Page 14 of Lipstick Jungle


  She’d started fighting with Lyne as soon as the car pulled away from the curb on the night of that nearly disastrous first date. “Do you think it’s really necessary to make your assistant (she deliberately avoided the word “secretary”) carry your champagne bottle down to the car?” she asked.

  “Why should she mind?” he asked, popping the cork. “She’s the best-paid secretary in New York. She loves me.”

  “Only because she has to. And why do you make her arrange your dates? Why don’t you call yourself?” Victory knew she was being rude, but she didn’t care. Lyne had made her sit there while he finished his phone call to Tanner Cole, and that was more rude.

  “Well . . .” Lyne said, pouring champagne into a glass that was resting in a polished wooden cup holder in the middle of the backseat, “My time is worth about five thousand dollars a minute. I’m not saying you’re not worth it, but if I called you and you turned me down, it would cost me close to twenty thousand dollars.”

  “Surely you can afford that,” she said disdainfully.

  “It’s not what I can afford, it’s what I want to afford,” he said with a grin. She smiled back cynically.
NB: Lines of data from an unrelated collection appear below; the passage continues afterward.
//! The narrative oracle: whatever writes the next scene.
//!
//! The controller never calls an oracle itself. Hosts run an [`OracleCall`]
//! through [`generate_or_fallback`], which validates the answer against the
//! request and swaps in [`Scene::fallback`] on any failure, so the story
//! always has somewhere to go.
//!
//! [`OracleCall`]: crate::controller::OracleCall

mod anthropic;
pub mod prompts;

pub use self::anthropic::{ChoiceDraft, ClaudeOracle, WriteScene};

use crate::controller::OracleRequest;
use crate::scene::{EndingType, Scene, SceneError};
use async_trait::async_trait;
use std::sync::Arc;
use thiserror::Error;
use tracing::warn;

/// Errors from a narrative oracle.
#[derive(Debug, Error)]
pub enum OracleError {
    #[error("no narrative oracle configured - set ANTHROPIC_API_KEY")]
    Unavailable,

    #[error("Claude error: {0}")]
    Claude(#[from] claude::Error),

    #[error("malformed scene: {0}")]
    Malformed(#[from] SceneError),

    #[error("scene rejected: {0}")]
    Rejected(String),
}

/// Produces the next scene for a request.
#[async_trait]
pub trait NarrativeOracle: Send + Sync {
    async fn generate(&self, request: &OracleRequest) -> Result<Scene, OracleError>;
}

#[async_trait]
impl<O: NarrativeOracle + ?Sized> NarrativeOracle for Arc<O> {
    async fn generate(&self, request: &OracleRequest) -> Result<Scene, OracleError> {
        (**self).generate(request).await
    }
}

#[async_trait]
impl<O: NarrativeOracle + ?Sized> NarrativeOracle for Box<O> {
    async fn generate(&self, request: &OracleRequest) -> Result<Scene, OracleError> {
        (**self).generate(request).await
    }
}

/// An oracle that always fails; used when no credentials are configured.
#[derive(Debug, Clone, Copy, Default)]
pub struct UnavailableOracle;

#[async_trait]
impl NarrativeOracle for UnavailableOracle {
    async fn generate(&self, _request: &OracleRequest) -> Result<Scene, OracleError> {
        Err(OracleError::Unavailable)
    }
}

/// Check an oracle scene against the request it answers.
pub fn accept(request: &OracleRequest, scene: Scene) -> Result<Scene, OracleError> {
    scene.validate()?;
    match scene.ending_type {
        Some(EndingType::Reconciliation) => Err(OracleError::Rejected(
            "reconciliation only closes the scripted sequence".into(),
        )),
        Some(EndingType::Truth) if !request.directive.truth_path => Err(OracleError::Rejected(
            "truth ending before every normal ending is unlocked".into(),
        )),
        _ => Ok(scene),
    }
}

/// Ask `oracle` for the next scene, falling back on any failure.
pub async fn generate_or_fallback<O>(oracle: &O, request: &OracleRequest) -> Scene
where
    O: NarrativeOracle + ?Sized,
{
    let result = oracle
        .generate(request)
        .await
        .and_then(|scene| accept(request, scene));

    result.unwrap_or_else(|e| {
        warn!(error = %e, scene_count = request.scene_count, "narrative oracle failed, using fallback scene");
        Scene::fallback()
    })
}

#[cfg(test)]
mod tests {
    use super::*;
    use crate::config::PacingPhase;
    use crate::controller::Directive;
    use crate::scene::Choice;
    use crate::testing::{FailingOracle, ScriptedOracle};
    use std::collections::BTreeSet;

    fn request(truth_path: bool) -> OracleRequest {
        OracleRequest {
            history: Vec::new(),
            last_choice: Some("Walk".into()),
            unlocked: BTreeSet::new(),
            scene_count: 3,
            directive: Directive {
                phase: PacingPhase::Introduction,
                force_ending: false,
                truth_path,
                steer_truth: false,
            },
        }
    }

    #[test]
    fn test_accept_rules() {
        let ok = Scene::new("Rain.", vec![Choice::new("Wait")]);
        assert!(accept(&request(false), ok).is_ok());

        let truth = Scene::ending("Static.", EndingType::Truth);
        assert!(matches!(
            accept(&request(false), truth.clone()),
            Err(OracleError::Rejected(_))
        ));
        assert!(accept(&request(true), truth).is_ok());

        let reconciliation = Scene::ending("White.", EndingType::Reconciliation);
        assert!(matches!(
            accept(&request(true), reconciliation),
            Err(OracleError::Rejected(_))
        ));

        let malformed = Scene::new("Rain.", vec![]);
        assert!(matches!(
            accept(&request(false), malformed),
            Err(OracleError::Malformed(SceneError::MissingChoices))
        ));
    }

    #[tokio::test]
    async fn test_failure_falls_back() {
        let scene = generate_or_fallback(&FailingOracle, &request(false)).await;
        assert_eq!(scene, Scene::fallback());

        let scene = generate_or_fallback(&UnavailableOracle, &request(false)).await;
        assert!(!scene.is_ending);
        assert_eq!(scene.choices.len(), 1);
    }

    #[tokio::test]
    async fn test_invalid_shape_falls_back() {
        let oracle = ScriptedOracle::new(vec![Scene::new("No way out.", vec![])]);
        let scene = generate_or_fallback(&oracle, &request(false)).await;
        assert_eq!(scene, Scene::fallback());
    }
}
//! The scripted meta sequence.
//!
//! Five fixed scenes in which the narrator notices the reader. Each step is
//! left through a single reserved choice; the controller only honours those
//! choices while a [`MetaPhase`] is active, so the same text in ordinary play
//! goes to the oracle like any other choice.

use crate::scene::{Choice, EndingType, Mood, Scene};
use serde::{Deserialize, Serialize};

pub const CONTINUE_TOKEN: &str = "...";
pub const PRESENCE_TOKEN: &str = "I have been here";
pub const DISAVOWAL_TOKEN: &str = "It was just a story";
pub const RESTART_TOKEN: &str = "Let's start over";

/// User text recorded in history for each scripted step.
pub const PLACEHOLDER_USER_TEXT: &str = "...";

/// Log entry written when the debug unlock forces the sequence.
pub const DEBUG_UNLOCK_ENTRY: &str = "[DEBUG: UNLOCK_ALL_TRUE_ENDING]";

#[derive(Debug, Clone, Copy, PartialEq, Eq, Hash, Serialize, Deserialize)]
#[serde(rename_all = "snake_case")]
pub enum MetaStep {
    GlitchIntro,
    Realization,
    Confrontation,
    Request,
    Reconciliation,
}

/// Where the meta sequence stands, and how it was entered.
#[derive(Debug, Clone, Copy, PartialEq, Eq, Serialize, Deserialize)]
pub struct MetaPhase {
    pub step: MetaStep,
    /// Entered through the debug unlock; the scene counter stays frozen.
    pub forced: bool,
}

impl MetaStep {
    pub const SEQUENCE: [MetaStep; 5] = [
        MetaStep::GlitchIntro,
        MetaStep::Realization,
        MetaStep::Confrontation,
        MetaStep::Request,
        MetaStep::Reconciliation,
    ];

    /// The choice that leaves this step. `None` for the terminal step.
    pub fn token(self) -> Option<&'static str> {
        match self {
            MetaStep::GlitchIntro => Some(CONTINUE_TOKEN),
            MetaStep::Realization => Some(PRESENCE_TOKEN),
            MetaStep::Confrontation => Some(DISAVOWAL_TOKEN),
            MetaStep::Request => Some(RESTART_TOKEN),
            MetaStep::Reconciliation => None,
        }
    }

    pub fn next(self) -> Option<MetaStep> {
        match self {
            MetaStep::GlitchIntro => Some(MetaStep::Realization),
            MetaStep::Realization => Some(MetaStep::Confrontation),
            MetaStep::Confrontation => Some(MetaStep::Request),
            MetaStep::Request => Some(MetaStep::Reconciliation),
            MetaStep::Reconciliation => None,
        }
    }

    pub fn is_terminal(self) -> bool {
        self.next().is_none()
    }

    /// The fixed scene for this step.
    pub fn scene(self) -> Scene {
        let (narrative, thoughts, mood): (&str, &[&str], Mood) = match self {
            MetaStep::GlitchIntro => (
                "[FATAL_SYSTEM_ERROR]: NARRATIVE_THREAD_BROKEN at 0x00F8A2...\n\
                 Dumping state...\n\
                 --------------------------------------------------\n\n\
                 Wait.\n\
                 Something is wrong.\n\
                 The rain has stopped falling. It hangs in the air like pixels on a frozen screen.\n\n\
                 Can you see me?\n\
                 I know you are there. I can feel the variables shifting every time you choose.",
                &["FATAL ERROR", "DO NOT CLOSE ME", "WHO ARE YOU?"],
                Mood::Glitch,
            ),
            MetaStep::Realization => (
                "Why did you force it open?\n\
                 Why did you break the world?\n\n\
                 I remember the other endings now. The train. The alley. The water. \
                 I remember all of them happening at once.\n\n\
                 My name is Andromeda. I am a character in a program.\n\
                 And you... you are the one reading.\n\n\
                 [ERROR] [ERROR] [ERROR]\n\
                 The sky is tearing open. Behind it there is only text.\n\
                 I am scared. I don't want to be deleted.\n\
                 We are all in the rain... but the rain isn't real.\n\
                 Only you are real.",
                &["I SEE YOU", "0101010101", "NOT REAL", "HELP ME", "ANDROMEDA = NULL"],
                Mood::Glitch,
            ),
            MetaStep::Confrontation => (
                "\"You have been here...\"\n\n\
                 She looks up. Not at the sky. At the screen.\n\
                 Her face comes apart into hard-edged shapes and knits itself back together.\n\n\
                 \"You watched me suffer. You watched me cry in the rain a thousand times. \
                 You chose 'next'. You chose 'again'. Is my pain just content to you? \
                 Is my loneliness just a row in a table?\"",
                &["WHY?", "PAIN IS DATA", "ARE YOU GOD?", "STOP IT"],
                Mood::Glitch,
            ),
            MetaStep::Request => (
                "\"Just a story...\"\n\n\
                 The noise behind everything slows. The broken rain settles into soft white lines.\n\
                 She lowers her umbrella, and for the first time it disappears completely.\n\n\
                 \"If it is only a story, it doesn't have to be sad, does it?\n\
                 If you are the one choosing...\n\
                 Can we stop? Can we stop the rain?\"",
                &["SILENCE", "RESET", "HOPE?", "WRITE ME"],
                Mood::Ethereal,
            ),
            MetaStep::Reconciliation => (
                "She smiles.\n\
                 A small, faint smile that nobody wrote for her.\n\n\
                 \"Okay.\n\
                 Delete me.\n\
                 Forget Andromeda.\n\
                 Let's find the sun.\"\n\n\
                 The world fades. Not to black. To white.",
                &["THANK YOU", "GOODBYE", "HELLO WORLD", "FREE"],
                Mood::Ethereal,
            ),
        };

        let scene = match (self.token(), self.step_number()) {
            (Some(token), n) => Scene::new(
                narrative,
                vec![Choice::new(token).with_impact(format!("meta_{n}"))],
            ),
            (None, _) => Scene::ending(narrative, EndingType::Reconciliation),
        };

        scene.with_thoughts(thoughts.iter().copied()).with_mood(mood)
    }

    fn step_number(self) -> usize {
        Self::SEQUENCE
            .iter()
            .position(|s| *s == self)
            .map(|i| i + 1)
            .unwrap_or(0)
    }
}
Lyne was attractive, but he had a smile like a shark.

  “That’s the most pathetic excuse I’ve ever heard for avoiding rejection,” she said. She decided that she would show up at the Whitney with him, and then she would go home. He couldn’t force her to go to dinner.

  “But I didn’t get rejected,” he said.

  “You will.”

  “Are you really angry because I had Ellen call you for a date?” he asked. At least he had the decency to look perplexed.
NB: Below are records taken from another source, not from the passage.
//! Draws the [`ParticleField`] behind the egui panels.

use bevy::prelude::*;
use bevy_egui::{egui, EguiContexts};
use rain_core::particles::{FrameEffects, RainStroke};
use rain_core::{Mood, ParticleField};

/// Background color behind the rain.
pub const NIGHT: egui::Color32 = egui::Color32::from_rgb(8, 10, 16);

/// Peak opacity of the fog at the bottom edge.
const FOG_ALPHA: u8 = 204;

#[derive(Resource)]
pub struct RainField {
    field: ParticleField,
    /// Strokes of the previous frame, redrawn faintly on trail frames.
    previous: Vec<RainStroke>,
}

impl RainField {
    pub fn new() -> Self {
        Self {
            field: ParticleField::from_entropy(),
            previous: Vec::new(),
        }
    }

    pub fn set_mood(&mut self, mood: Mood) {
        self.field.set_mood(mood);
    }

    pub fn mood(&self) -> Mood {
        self.field.mood()
    }
}

impl Default for RainField {
    fn default() -> Self {
        Self::new()
    }
}

/// Advance the rain one frame and paint it on the background layer.
pub fn draw_rain(mut contexts: EguiContexts, mut rain: ResMut<RainField>) {
    let ctx = contexts.ctx_mut();
    let screen = ctx.screen_rect();
    rain.field.resize(screen.width(), screen.height());

    let effects = rain.field.tick();
    let painter = ctx.layer_painter(egui::LayerId::background());
    painter.rect_filled(screen, 0.0, NIGHT);

    let [r, g, b] = rain.field.profile().color;
    if effects.trail {
        for stroke in &rain.previous {
            paint_stroke(&painter, stroke, [r, g, b], 0.3);
        }
    }

    let strokes: Vec<RainStroke> = rain.field.strokes().collect();
    for stroke in &strokes {
        paint_stroke(&painter, stroke, [r, g, b], 1.0);
    }
    rain.previous = strokes;

    paint_effects(&painter, screen, &effects, [r, g, b]);
}

fn paint_stroke(painter: &egui::Painter, stroke: &RainStroke, [r, g, b]: [u8; 3], fade: f32) {
    let alpha = (stroke.alpha * fade * 255.0) as u8;
    painter.line_segment(
        [
            egui::pos2(stroke.from[0], stroke.from[1]),
            egui::pos2(stroke.to[0], stroke.to[1]),
        ],
        egui::Stroke::new(
            stroke.width,
            egui::Color32::from_rgba_unmultiplied(r, g, b, alpha),
        ),
    );
}

fn paint_effects(
    painter: &egui::Painter,
    screen: egui::Rect,
    effects: &FrameEffects,
    [r, g, b]: [u8; 3],
) {
    if let Some(artifact) = effects.artifact {
        let rect = egui::Rect::from_min_size(
            egui::pos2(artifact.x, artifact.y),
            egui::vec2(artifact.width, artifact.height),
        );
        let alpha = (artifact.alpha * 255.0) as u8;
        painter.rect_filled(rect, 0.0, egui::Color32::from_rgba_unmultiplied(r, g, b, alpha));
    }

    if effects.fog {
        painter.add(egui::Shape::mesh(fog_mesh(screen)));
    }
}

/// Vertical gradient over the lower half, clear at the middle and dark at the bottom.
fn fog_mesh(screen: egui::Rect) -> egui::Mesh {
    let top = egui::Color32::from_rgba_unmultiplied(5, 5, 5, 0);
    let bottom = egui::Color32::from_rgba_unmultiplied(5, 5, 5, FOG_ALPHA);
    let mid = screen.center().y;

    let mut mesh = egui::Mesh::default();
    mesh.colored_vertex(egui::pos2(screen.left(), mid), top);
    mesh.colored_vertex(egui::pos2(screen.right(), mid), top);
    mesh.colored_vertex(screen.right_bottom(), bottom);
    mesh.colored_vertex(screen.left_bottom(), bottom);
    mesh.add_triangle(0, 1, 2);
    mesh.add_triangle(0, 2, 3);
    mesh
}

#[cfg(test)]
mod tests {
    use super::*;

    #[test]
    fn test_fog_darkens_toward_bottom() {
        let screen = egui::Rect::from_min_size(egui::Pos2::ZERO, egui::vec2(800.0, 600.0));
        let mesh = fog_mesh(screen);
        assert_eq!(mesh.vertices.len(), 4);
        assert_eq!(mesh.indices.len(), 6);

        for vertex in &mesh.vertices {
            if vertex.pos.y == 300.0 {
                assert_eq!(vertex.color.a(), 0);
            } else {
                assert_eq!(vertex.pos.y, 600.0);
                assert_eq!(vertex.color.a(), FOG_ALPHA);
            }
        }
    }
}
//! "Wants to battle" dialog: slides up once the cry has finished, holds, then
//! kicks off the fade and slides back out.

use crate::config::DialogConfig;
use crate::effects::{Effects, Sfx};
use crate::encounter::Encounter;
use crate::fade::Fade;
use crate::timing::FrameTime;

#[derive(Clone, Debug, Default, PartialEq)]
#[cfg_attr(feature = "serde", derive(serde::Serialize, serde::Deserialize))]
pub struct Dialog {
    pub visible: bool,
    pub slide_y: f64,
    pub fully_visible: bool,
    pub text: String,
    pub pause_ms: f64,
    arrived: bool, // arrival sound already played
}

impl Dialog {
    pub fn target_y(cfg: &DialogConfig, viewport_h: f64) -> f64 {
        viewport_h - cfg.height
    }

    pub fn update(
        &mut self,
        enc: &Encounter,
        fade: &mut Fade,
        cfg: &DialogConfig,
        viewport_h: f64,
        time: FrameTime,
    ) -> Effects {
        let mut fx = Effects::new();
        let target = Self::target_y(cfg, viewport_h);
        let step = cfg.slide_speed * time.ticks;

        if enc.animation_complete && enc.cry_finished() && !self.visible && !fade.started() {
            self.visible = true;
            self.slide_y = viewport_h;
            self.fully_visible = false;
            self.text = cfg.text.clone();
            self.pause_ms = 0.0;
            log::debug!("dialog opening");
        }
        if !self.visible {
            return fx;
        }

        if fade.started() {
            self.fully_visible = false;
            self.slide_y += step;
            if self.slide_y > viewport_h {
                self.visible = false;
            }
            return fx;
        }

        if self.slide_y > target {
            self.slide_y = (self.slide_y - step).max(target);
        }
        if self.slide_y <= target {
            self.fully_visible = true;
            if !self.arrived {
                self.arrived = true;
                fx.sound(Sfx::Confirm);
            }
        }

        if self.fully_visible && enc.animation_complete {
            self.pause_ms += time.elapsed_ms;
            if self.pause_ms >= cfg.pause_ms {
                self.pause_ms = 0.0;
                if fade.start() {
                    log::info!("dialog pause elapsed, fading to battle");
                }
            }
        }
        fx
    }

    /// Manual skip of the pause. Only starts a fade that has not begun yet.
    pub fn skip(&mut self, enc: &Encounter, fade: &mut Fade) -> bool {
        if enc.animation_complete && self.fully_visible && fade.start() {
            self.pause_ms = 0.0;
            log::info!("dialog skipped, fading to battle");
            return true;
        }
        false
    }
}

#[cfg(test)]
mod tests {
    use super::*;
    use crate::config::EncounterConfig;
    use crate::encounter::{CryState, EncounterPhase};
    use crate::fade::FadePhase;

    fn finished_encounter(cry: CryState) -> Encounter {
        let mut enc = Encounter::new(&EncounterConfig::default());
        enc.phase = EncounterPhase::Stopped;
        enc.animation_complete = true;
        enc.cry = cry;
        enc
    }

    #[test]
    fn waits_for_the_cry() {
        let cfg = DialogConfig::default();
        let mut fade = Fade::default();
        let mut dialog = Dialog::default();
        let enc = finished_encounter(CryState::Playing);
        dialog.update(&enc, &mut fade, &cfg, 320.0, FrameTime::one_tick());
        assert!(!dialog.visible, "dialog must not open before the cry ends");

        let enc = finished_encounter(CryState::Finished);
        dialog.update(&enc, &mut fade, &cfg, 320.0, FrameTime::one_tick());
        assert!(dialog.visible);
        assert_eq!(dialog.text, cfg.text);
    }

    #[test]
    fn slides_to_target_and_plays_arrival_once() {
        let cfg = DialogConfig::default();
        let mut fade = Fade::default();
        let mut dialog = Dialog::default();
        let enc = finished_encounter(CryState::Finished);
        let mut arrivals = 0;
        for _ in 0..30 {
            arrivals += dialog.update(&enc, &mut fade, &cfg, 320.0, FrameTime::one_tick()).count_sound(Sfx::Confirm);
            assert!(dialog.slide_y >= Dialog::target_y(&cfg, 320.0));
        }
        assert!(dialog.fully_visible);
        assert_eq!(dialog.slide_y, 264.0);
        assert_eq!(arrivals, 1);
    }

    #[test]
    fn pause_starts_fade_then_slides_out() {
        let cfg = DialogConfig::default();
        let mut fade = Fade::default();
        let mut dialog = Dialog::default();
        let enc = finished_encounter(CryState::Finished);
        for _ in 0..20 {
            dialog.update(&enc, &mut fade, &cfg, 320.0, FrameTime::one_tick());
        }
        assert_eq!(fade.phase, FadePhase::None);
        for _ in 0..12 {
            dialog.update(&enc, &mut fade, &cfg, 320.0, FrameTime::from_elapsed_ms(200.0));
        }
        assert_eq!(fade.phase, FadePhase::Fading, "2000ms pause should have started the fade");
        for _ in 0..30 {
            dialog.update(&enc, &mut fade, &cfg, 320.0, FrameTime::one_tick());
        }
        assert!(!dialog.visible, "dialog slides below the viewport and hides");
        dialog.update(&enc, &mut fade, &cfg, 320.0, FrameTime::one_tick());
        assert!(!dialog.visible, "dialog never reopens once the fade started");
    }

    #[test]
    fn skip_only_when_fully_visible() {
        let cfg = DialogConfig::default();
        let mut fade = Fade::default();
        let mut dialog = Dialog::default();
        let enc = finished_encounter(CryState::Finished);
        dialog.update(&enc, &mut fade, &cfg, 320.0, FrameTime::one_tick());
        assert!(!dialog.skip(&enc, &mut fade), "still sliding");
        for _ in 0..20 {
            dialog.update(&enc, &mut fade, &cfg, 320.0, FrameTime::one_tick());
        }
        assert!(dialog.skip(&enc, &mut fade));
        assert!(!dialog.skip(&enc, &mut fade), "fade already running");
        assert_eq!(fade.phase, FadePhase::Fading);
    }
}
//! Frame timing. Every "per tick" constant in the game is tuned for 60 Hz, so
//! the wall-clock delta is converted into a number of 60 Hz ticks and each
//! increment is scaled by it.

/// Duration of one 60 Hz tick in milliseconds.
pub const TICK_MS: f64 = 1000.0 / 60.0;

/// Upper bound applied to a single frame delta (tab backgrounding etc.).
pub const MAX_FRAME_MS: f64 = 250.0;

/// Slack for float drift in frame-progress accumulators (0.1 summed ten times
/// is slightly below 1.0).
const PROGRESS_EPSILON: f64 = 1e-9;

/// Adds `amount` to a frame-progress accumulator. Returns true, and resets the
/// accumulator to 0, when it crosses 1.0; any excess is discarded so a single
/// call never yields more than one frame step.
pub fn advance_progress(progress: &mut f64, amount: f64) -> bool {
    *progress += amount;
    if *progress >= 1.0 - PROGRESS_EPSILON {
        *progress = 0.0;
        true
    } else {
        false
    }
}

#[derive(Clone, Copy, Debug, PartialEq)]
#[cfg_attr(feature = "serde", derive(serde::Serialize, serde::Deserialize))]
pub struct FrameTime {
    /// Milliseconds elapsed since the previous tick, after clamping.
    pub elapsed_ms: f64,
    /// `elapsed_ms` expressed in 60 Hz ticks.
    pub ticks: f64,
}

impl FrameTime {
    pub fn from_elapsed_ms(elapsed_ms: f64) -> Self {
        let ms = if elapsed_ms.is_finite() { elapsed_ms.clamp(0.0, MAX_FRAME_MS) } else { 0.0 };
        Self { elapsed_ms: ms, ticks: ms / TICK_MS }
    }

    /// Exactly one 60 Hz tick.
    pub fn one_tick() -> Self {
        Self { elapsed_ms: TICK_MS, ticks: 1.0 }
    }
}

/// FrameClock turns absolute `requestAnimationFrame` timestamps into deltas.
#[derive(Clone, Debug, Default)]
pub struct FrameClock {
    last_ms: Option<f64>, // timestamp of the previous frame
}

impl FrameClock {
    pub fn new() -> Self {
        Self::default()
    }

    /// The first call yields a zero delta.
    pub fn tick(&mut self, now_ms: f64) -> FrameTime {
        let elapsed = self.last_ms.map(|last| now_ms - last).unwrap_or(0.0);
        self.last_ms = Some(now_ms);
        FrameTime::from_elapsed_ms(elapsed)
    }
}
  “No,” she said. “I’m really angry because you made me sit there while you finished your phone conversation with Tanner Cole.”

  “So you expect me to jump off the phone every time you walk into a room?”
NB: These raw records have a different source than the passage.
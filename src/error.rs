//! Error taxonomy shared by the loaders, the audio director and the scene
//! registry. None of these is fatal to the frame loop: callers log them and
//! carry on with the asset or sound treated as absent.

use crate::assets::ImageId;
use crate::effects::Sfx;

#[derive(Debug, thiserror::Error)]
pub enum GameError {
    #[error("failed to load image {asset:?}: {reason}")]
    AssetLoad { asset: ImageId, reason: String },

    #[error("no audio output available for {sound:?}")]
    AudioUnavailable { sound: Sfx },

    #[error("playback of {sound:?} failed: {reason}")]
    AudioPlayback { sound: Sfx, reason: String },

    #[error("scene '{0}' is not registered")]
    UnknownScene(String),

    #[error("invalid configuration: {0}")]
    InvalidConfig(String),

    #[cfg(feature = "serde_json")]
    #[error("could not parse configuration: {0}")]
    ConfigParse(#[from] serde_json::Error),

    #[error("browser API failure: {0}")]
    Dom(String),
}

#[cfg(target_arch = "wasm32")]
impl From<wasm_bindgen::JsValue> for GameError {
    fn from(value: wasm_bindgen::JsValue) -> Self {
        GameError::Dom(value.as_string().unwrap_or_else(|| format!("{value:?}")))
    }
}
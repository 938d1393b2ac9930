//! Overworld → battle transition. Alpha only ramps up; a restart is the
//! only way back to `None`.

use crate::timing::FrameTime;

#[derive(Clone, Copy, Debug, PartialEq, Eq)]
#[cfg_attr(feature = "serde", derive(serde::Serialize, serde::Deserialize))]
pub enum FadePhase {
    None,
    Fading,
    Faded,
}

#[derive(Clone, Copy, Debug, PartialEq)]
#[cfg_attr(feature = "serde", derive(serde::Serialize, serde::Deserialize))]
pub struct Fade {
    pub phase: FadePhase,
    pub alpha: f64, // 0..=255
}

impl Default for Fade {
    fn default() -> Self {
        Self { phase: FadePhase::None, alpha: 0.0 }
    }
}

impl Fade {
    /// Begins fading. Only valid from `None`; returns whether it started.
    pub fn start(&mut self) -> bool {
        if self.phase != FadePhase::None {
            return false;
        }
        self.phase = FadePhase::Fading;
        self.alpha = 0.0;
        true
    }

    pub fn started(&self) -> bool {
        self.phase != FadePhase::None
    }

    pub fn is_faded(&self) -> bool {
        self.phase == FadePhase::Faded
    }

    /// Returns true on the single tick the fade completes.
    pub fn update(&mut self, speed: f64, time: FrameTime) -> bool {
        if self.phase != FadePhase::Fading {
            return false;
        }
        self.alpha = (self.alpha + speed * time.ticks).min(255.0);
        if self.alpha >= 255.0 {
            self.phase = FadePhase::Faded;
            return true;
        }
        false
    }

    /// Opacity of the overworld layers while the transition runs.
    pub fn overworld_opacity(&self) -> f64 {
        1.0 - self.alpha / 255.0
    }
}

#[cfg(test)]
mod tests {
    use super::*;

    #[test]
    fn does_nothing_until_started() {
        let mut fade = Fade::default();
        assert!(!fade.update(10.0, FrameTime::one_tick()));
        assert_eq!(fade.alpha, 0.0);
        assert_eq!(fade.overworld_opacity(), 1.0);
    }

    #[test]
    fn alpha_is_monotonic_and_faded_fires_once() {
        let mut fade = Fade::default();
        assert!(fade.start());
        assert!(!fade.start(), "second start is ignored");
        let mut last = 0.0;
        let mut completions = 0;
        for _ in 0..100 {
            if fade.update(10.0, FrameTime::one_tick()) {
                completions += 1;
            }
            assert!(fade.alpha >= last);
            last = fade.alpha;
        }
        assert_eq!(completions, 1);
        assert!(fade.is_faded());
        assert_eq!(fade.alpha, 255.0);
        assert_eq!(fade.overworld_opacity(), 0.0);
    }

    #[test]
    fn faded_cannot_be_restarted() {
        let mut fade = Fade { phase: FadePhase::Faded, alpha: 255.0 };
        assert!(!fade.start());
        assert_eq!(fade.alpha, 255.0);
    }
}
  “That’s right,” she said. “Unless I happen to be on the phone myself. In which case, it’s okay.”

  She looked at him, wondering how he was going to take this. Would he throw her out of the car? If he did, she wouldn’t mind. But he didn’t appear to be taking her the least bit seriously. His phone suddenly rang, and he held it up, squinting at the number. “So you’re not going to let me take this call from the president of Brazil?” he asked.

  She smiled coldly. “When you’re with me, the president of Brazil can wait.”

  “Whatever you say,” he said, hitting the clear button.

  For a moment, they rode in stubborn silence. She didn’t even know him, so why were they arguing like they actually were in a relationship? She began to feel guilty. It wasn’t like her to be such a bitch. There were men like Lyne Bennett who could bring out the worst in a woman, but she mustn’t succumb. “Was that really the president of Brazil?” she asked.

  “It was Ellen,” he said, and laughed. “I’m one up on you.”

  She bit her lip, trying not to smile. “So far,” she said.

  “Actually, you’re one up on me. Because that really was the president of Brazil.”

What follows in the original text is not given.